## Exercise objective
When you reach the line with "repository 17d32cb9460b4ae8" in the listing below, transcribe it and each line after it up to and including the line with "pub type DialogData = serde_json::Value;", exactly and with nothing else.
::::::
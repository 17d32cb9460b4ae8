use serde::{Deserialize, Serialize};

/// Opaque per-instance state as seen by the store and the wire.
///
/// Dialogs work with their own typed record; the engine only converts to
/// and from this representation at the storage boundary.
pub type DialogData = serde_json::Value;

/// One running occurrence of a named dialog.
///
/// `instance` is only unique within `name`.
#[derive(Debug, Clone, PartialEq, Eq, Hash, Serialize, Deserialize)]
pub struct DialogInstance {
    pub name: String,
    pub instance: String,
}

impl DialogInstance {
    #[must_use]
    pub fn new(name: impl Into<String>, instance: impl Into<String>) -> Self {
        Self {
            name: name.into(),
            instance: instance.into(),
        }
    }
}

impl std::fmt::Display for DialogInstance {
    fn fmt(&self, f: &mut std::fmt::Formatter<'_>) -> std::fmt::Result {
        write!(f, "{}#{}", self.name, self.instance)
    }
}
::::::
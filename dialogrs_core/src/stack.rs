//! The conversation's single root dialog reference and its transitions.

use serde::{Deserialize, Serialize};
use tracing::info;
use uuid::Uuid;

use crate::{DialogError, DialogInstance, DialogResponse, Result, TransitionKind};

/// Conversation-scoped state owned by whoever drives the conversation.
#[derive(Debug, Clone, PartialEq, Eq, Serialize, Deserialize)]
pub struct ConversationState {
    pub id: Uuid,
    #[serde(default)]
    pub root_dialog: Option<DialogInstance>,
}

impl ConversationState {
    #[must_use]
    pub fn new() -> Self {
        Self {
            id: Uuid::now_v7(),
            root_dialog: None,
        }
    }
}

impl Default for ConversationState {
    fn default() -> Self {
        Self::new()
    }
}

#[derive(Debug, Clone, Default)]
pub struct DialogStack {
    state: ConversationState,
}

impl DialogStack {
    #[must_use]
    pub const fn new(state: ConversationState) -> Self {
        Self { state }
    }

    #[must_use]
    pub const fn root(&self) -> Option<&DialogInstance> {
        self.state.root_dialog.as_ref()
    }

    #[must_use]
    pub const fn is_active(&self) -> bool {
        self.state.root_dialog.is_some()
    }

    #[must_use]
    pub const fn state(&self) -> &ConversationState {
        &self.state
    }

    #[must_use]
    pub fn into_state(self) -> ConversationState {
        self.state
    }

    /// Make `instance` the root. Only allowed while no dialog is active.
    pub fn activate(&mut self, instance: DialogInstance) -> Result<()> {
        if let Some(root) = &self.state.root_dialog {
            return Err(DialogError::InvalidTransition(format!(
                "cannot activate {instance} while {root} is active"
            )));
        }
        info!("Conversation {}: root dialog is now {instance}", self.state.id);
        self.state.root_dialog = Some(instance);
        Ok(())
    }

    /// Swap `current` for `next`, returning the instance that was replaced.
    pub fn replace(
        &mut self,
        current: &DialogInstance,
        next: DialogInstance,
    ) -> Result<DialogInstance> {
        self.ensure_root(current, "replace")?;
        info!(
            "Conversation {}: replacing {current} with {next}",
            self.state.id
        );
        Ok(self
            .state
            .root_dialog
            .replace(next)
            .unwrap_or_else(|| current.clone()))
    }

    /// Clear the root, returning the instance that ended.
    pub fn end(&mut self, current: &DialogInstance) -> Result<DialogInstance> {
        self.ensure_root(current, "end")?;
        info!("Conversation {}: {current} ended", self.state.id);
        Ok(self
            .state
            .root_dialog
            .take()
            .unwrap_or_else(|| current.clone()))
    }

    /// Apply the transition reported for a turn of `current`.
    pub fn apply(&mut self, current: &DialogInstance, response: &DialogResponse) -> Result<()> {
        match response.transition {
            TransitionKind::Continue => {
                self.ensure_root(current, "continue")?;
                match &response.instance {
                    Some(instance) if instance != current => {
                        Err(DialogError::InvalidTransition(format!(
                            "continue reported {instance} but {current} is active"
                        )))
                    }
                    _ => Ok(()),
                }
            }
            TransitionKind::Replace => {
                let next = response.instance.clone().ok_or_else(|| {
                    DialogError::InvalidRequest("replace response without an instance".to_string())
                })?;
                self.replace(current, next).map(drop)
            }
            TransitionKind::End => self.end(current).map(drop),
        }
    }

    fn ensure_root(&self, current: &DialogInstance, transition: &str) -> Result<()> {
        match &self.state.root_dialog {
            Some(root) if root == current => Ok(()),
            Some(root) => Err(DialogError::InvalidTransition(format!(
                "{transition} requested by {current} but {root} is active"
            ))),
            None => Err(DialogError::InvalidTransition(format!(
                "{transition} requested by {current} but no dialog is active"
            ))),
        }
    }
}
::::::
## Written response
repository 17d32cb9460b4ae8
use serde::{Deserialize, Serialize};

/// Opaque per-instance state as seen by the store and the wire.
///
/// Dialogs work with their own typed record; the engine only converts to
/// and from this representation at the storage boundary.
pub type DialogData = serde_json::Value;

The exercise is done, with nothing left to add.